■ **Work to complete**:
Once you find the line containing "local development live", output it and every line after it to the end of the records, exactly.

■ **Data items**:
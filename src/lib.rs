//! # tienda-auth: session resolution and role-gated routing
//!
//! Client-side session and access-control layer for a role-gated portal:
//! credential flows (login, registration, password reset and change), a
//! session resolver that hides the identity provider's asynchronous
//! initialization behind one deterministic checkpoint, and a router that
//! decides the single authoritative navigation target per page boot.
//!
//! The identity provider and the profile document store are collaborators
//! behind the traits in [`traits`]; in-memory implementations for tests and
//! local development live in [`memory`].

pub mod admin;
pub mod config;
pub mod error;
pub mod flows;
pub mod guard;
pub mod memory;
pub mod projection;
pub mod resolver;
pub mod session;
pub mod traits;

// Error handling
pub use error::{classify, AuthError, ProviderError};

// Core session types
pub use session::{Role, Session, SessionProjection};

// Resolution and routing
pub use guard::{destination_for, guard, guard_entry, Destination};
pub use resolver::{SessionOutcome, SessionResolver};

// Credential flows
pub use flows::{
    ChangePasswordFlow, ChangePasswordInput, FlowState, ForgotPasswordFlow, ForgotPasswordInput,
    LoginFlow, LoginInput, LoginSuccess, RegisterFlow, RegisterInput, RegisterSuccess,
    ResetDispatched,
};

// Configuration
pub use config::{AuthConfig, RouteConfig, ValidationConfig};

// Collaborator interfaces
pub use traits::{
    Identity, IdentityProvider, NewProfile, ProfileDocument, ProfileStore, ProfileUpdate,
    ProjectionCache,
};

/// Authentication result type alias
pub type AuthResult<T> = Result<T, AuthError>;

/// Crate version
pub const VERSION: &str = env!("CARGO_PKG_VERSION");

■ **Task solution**:
//! local development live in [`memory`].

pub mod admin;
pub mod config;
pub mod error;
pub mod flows;
pub mod guard;
pub mod memory;
pub mod projection;
pub mod resolver;
pub mod session;
pub mod traits;

// Error handling
pub use error::{classify, AuthError, ProviderError};

// Core session types
pub use session::{Role, Session, SessionProjection};

// Resolution and routing
pub use guard::{destination_for, guard, guard_entry, Destination};
pub use resolver::{SessionOutcome, SessionResolver};

// Credential flows
pub use flows::{
    ChangePasswordFlow, ChangePasswordInput, FlowState, ForgotPasswordFlow, ForgotPasswordInput,
    LoginFlow, LoginInput, LoginSuccess, RegisterFlow, RegisterInput, RegisterSuccess,
    ResetDispatched,
};

// Configuration
pub use config::{AuthConfig, RouteConfig, ValidationConfig};

// Collaborator interfaces
pub use traits::{
    Identity, IdentityProvider, NewProfile, ProfileDocument, ProfileStore, ProfileUpdate,
    ProjectionCache,
};

/// Authentication result type alias
pub type AuthResult<T> = Result<T, AuthError>;

/// Crate version
pub const VERSION: &str = env!("CARGO_PKG_VERSION");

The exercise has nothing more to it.